(DATASET CONTENT Opens)
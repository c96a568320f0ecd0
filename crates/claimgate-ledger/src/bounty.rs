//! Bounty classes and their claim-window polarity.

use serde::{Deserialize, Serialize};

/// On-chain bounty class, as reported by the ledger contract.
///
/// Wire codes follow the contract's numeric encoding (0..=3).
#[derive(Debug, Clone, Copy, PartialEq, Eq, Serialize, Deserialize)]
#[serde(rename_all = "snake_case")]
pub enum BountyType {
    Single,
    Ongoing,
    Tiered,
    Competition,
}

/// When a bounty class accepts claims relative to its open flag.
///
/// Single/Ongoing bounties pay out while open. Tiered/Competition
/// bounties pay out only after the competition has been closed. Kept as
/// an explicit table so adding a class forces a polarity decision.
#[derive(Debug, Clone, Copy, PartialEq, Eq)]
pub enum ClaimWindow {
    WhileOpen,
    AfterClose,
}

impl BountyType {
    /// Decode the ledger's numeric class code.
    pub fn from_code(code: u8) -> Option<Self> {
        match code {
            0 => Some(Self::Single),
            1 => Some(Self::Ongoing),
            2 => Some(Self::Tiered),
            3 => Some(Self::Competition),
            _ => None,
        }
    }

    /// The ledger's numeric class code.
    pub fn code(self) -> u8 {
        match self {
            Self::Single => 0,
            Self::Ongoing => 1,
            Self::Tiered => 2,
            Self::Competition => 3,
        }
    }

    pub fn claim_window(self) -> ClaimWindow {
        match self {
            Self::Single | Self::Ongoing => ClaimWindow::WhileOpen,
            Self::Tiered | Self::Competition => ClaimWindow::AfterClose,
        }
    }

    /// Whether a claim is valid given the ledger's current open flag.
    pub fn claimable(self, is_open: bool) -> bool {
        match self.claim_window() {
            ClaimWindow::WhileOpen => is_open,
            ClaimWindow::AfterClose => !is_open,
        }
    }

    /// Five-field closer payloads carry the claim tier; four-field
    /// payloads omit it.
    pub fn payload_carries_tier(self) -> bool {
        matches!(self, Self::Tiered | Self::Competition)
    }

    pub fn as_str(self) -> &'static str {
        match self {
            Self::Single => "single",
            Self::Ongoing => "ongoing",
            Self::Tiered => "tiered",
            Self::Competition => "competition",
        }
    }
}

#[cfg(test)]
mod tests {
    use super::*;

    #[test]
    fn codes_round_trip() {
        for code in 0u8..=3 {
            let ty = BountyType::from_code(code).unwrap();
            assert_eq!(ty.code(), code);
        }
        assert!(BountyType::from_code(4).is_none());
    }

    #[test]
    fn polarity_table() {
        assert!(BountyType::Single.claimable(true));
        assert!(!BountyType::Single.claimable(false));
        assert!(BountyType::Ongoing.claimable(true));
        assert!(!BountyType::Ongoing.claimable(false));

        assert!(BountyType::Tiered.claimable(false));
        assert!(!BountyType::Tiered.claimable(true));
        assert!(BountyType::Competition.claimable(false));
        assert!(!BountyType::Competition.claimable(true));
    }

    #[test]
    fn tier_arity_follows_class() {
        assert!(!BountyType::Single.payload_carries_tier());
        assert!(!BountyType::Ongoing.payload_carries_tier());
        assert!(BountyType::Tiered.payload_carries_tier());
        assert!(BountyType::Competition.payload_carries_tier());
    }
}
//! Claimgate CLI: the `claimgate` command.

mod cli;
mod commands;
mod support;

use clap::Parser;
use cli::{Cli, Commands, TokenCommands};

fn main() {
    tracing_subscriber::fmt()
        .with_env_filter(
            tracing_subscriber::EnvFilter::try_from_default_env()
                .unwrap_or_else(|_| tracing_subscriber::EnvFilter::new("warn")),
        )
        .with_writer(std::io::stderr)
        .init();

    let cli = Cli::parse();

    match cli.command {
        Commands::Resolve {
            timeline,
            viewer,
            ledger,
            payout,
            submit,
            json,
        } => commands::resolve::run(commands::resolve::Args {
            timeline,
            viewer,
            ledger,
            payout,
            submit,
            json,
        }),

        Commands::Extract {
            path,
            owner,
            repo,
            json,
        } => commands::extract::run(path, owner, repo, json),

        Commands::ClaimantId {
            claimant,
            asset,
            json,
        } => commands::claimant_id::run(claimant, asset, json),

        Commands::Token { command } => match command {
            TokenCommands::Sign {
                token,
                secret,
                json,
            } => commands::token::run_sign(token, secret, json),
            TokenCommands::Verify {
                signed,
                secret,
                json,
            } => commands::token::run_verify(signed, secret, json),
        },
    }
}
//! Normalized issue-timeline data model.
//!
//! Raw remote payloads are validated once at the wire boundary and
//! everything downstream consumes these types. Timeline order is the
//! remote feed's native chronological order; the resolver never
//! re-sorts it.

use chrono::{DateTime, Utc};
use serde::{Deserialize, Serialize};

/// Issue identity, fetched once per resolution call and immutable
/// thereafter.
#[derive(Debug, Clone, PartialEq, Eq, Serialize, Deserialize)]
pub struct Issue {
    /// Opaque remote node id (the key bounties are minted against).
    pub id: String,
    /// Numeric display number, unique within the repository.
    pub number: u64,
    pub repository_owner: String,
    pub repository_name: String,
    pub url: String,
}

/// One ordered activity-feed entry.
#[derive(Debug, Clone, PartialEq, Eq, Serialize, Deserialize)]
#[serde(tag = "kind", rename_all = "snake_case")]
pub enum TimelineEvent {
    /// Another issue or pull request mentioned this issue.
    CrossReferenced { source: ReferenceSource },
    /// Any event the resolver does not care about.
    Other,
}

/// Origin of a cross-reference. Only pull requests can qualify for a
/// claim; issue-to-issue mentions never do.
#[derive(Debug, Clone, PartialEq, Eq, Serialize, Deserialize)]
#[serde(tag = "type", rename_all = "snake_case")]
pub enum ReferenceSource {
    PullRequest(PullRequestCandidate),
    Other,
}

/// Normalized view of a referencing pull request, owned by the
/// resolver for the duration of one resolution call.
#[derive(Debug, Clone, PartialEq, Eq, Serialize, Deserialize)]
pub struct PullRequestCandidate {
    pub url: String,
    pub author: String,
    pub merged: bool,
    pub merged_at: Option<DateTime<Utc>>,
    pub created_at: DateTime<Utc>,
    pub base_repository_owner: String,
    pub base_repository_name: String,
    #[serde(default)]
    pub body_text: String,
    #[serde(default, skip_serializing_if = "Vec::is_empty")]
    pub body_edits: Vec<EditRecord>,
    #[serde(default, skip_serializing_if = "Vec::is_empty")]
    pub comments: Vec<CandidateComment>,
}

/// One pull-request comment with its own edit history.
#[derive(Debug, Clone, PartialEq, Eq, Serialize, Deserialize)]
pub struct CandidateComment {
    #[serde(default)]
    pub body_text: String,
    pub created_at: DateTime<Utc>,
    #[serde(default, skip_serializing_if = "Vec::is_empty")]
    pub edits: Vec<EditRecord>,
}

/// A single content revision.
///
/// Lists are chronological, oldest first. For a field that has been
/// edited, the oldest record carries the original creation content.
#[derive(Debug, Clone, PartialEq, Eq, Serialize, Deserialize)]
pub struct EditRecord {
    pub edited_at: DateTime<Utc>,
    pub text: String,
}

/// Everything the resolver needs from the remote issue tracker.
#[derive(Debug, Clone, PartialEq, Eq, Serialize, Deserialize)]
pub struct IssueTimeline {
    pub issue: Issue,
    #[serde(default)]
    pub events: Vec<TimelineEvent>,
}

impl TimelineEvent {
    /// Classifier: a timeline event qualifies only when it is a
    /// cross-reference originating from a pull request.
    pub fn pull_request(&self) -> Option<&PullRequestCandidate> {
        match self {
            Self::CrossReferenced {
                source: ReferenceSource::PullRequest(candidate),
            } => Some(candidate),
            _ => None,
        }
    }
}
(DATASET CONTENT Closes)
*BRIEF*: Once the line with "for code in" is found in the records above, print exactly that line and every line after it through the line with "tracing_subscriber::EnvFilter::try_from_default_env()".

*EXERCISE RESULT*:
        for code in 0u8..=3 {
            let ty = BountyType::from_code(code).unwrap();
            assert_eq!(ty.code(), code);
        }
        assert!(BountyType::from_code(4).is_none());
    }

    #[test]
    fn polarity_table() {
        assert!(BountyType::Single.claimable(true));
        assert!(!BountyType::Single.claimable(false));
        assert!(BountyType::Ongoing.claimable(true));
        assert!(!BountyType::Ongoing.claimable(false));

        assert!(BountyType::Tiered.claimable(false));
        assert!(!BountyType::Tiered.claimable(true));
        assert!(BountyType::Competition.claimable(false));
        assert!(!BountyType::Competition.claimable(true));
    }

    #[test]
    fn tier_arity_follows_class() {
        assert!(!BountyType::Single.payload_carries_tier());
        assert!(!BountyType::Ongoing.payload_carries_tier());
        assert!(BountyType::Tiered.payload_carries_tier());
        assert!(BountyType::Competition.payload_carries_tier());
    }
}
//! Claimgate CLI: the `claimgate` command.

mod cli;
mod commands;
mod support;

use clap::Parser;
use cli::{Cli, Commands, TokenCommands};

fn main() {
    tracing_subscriber::fmt()
        .with_env_filter(
            tracing_subscriber::EnvFilter::try_from_default_env()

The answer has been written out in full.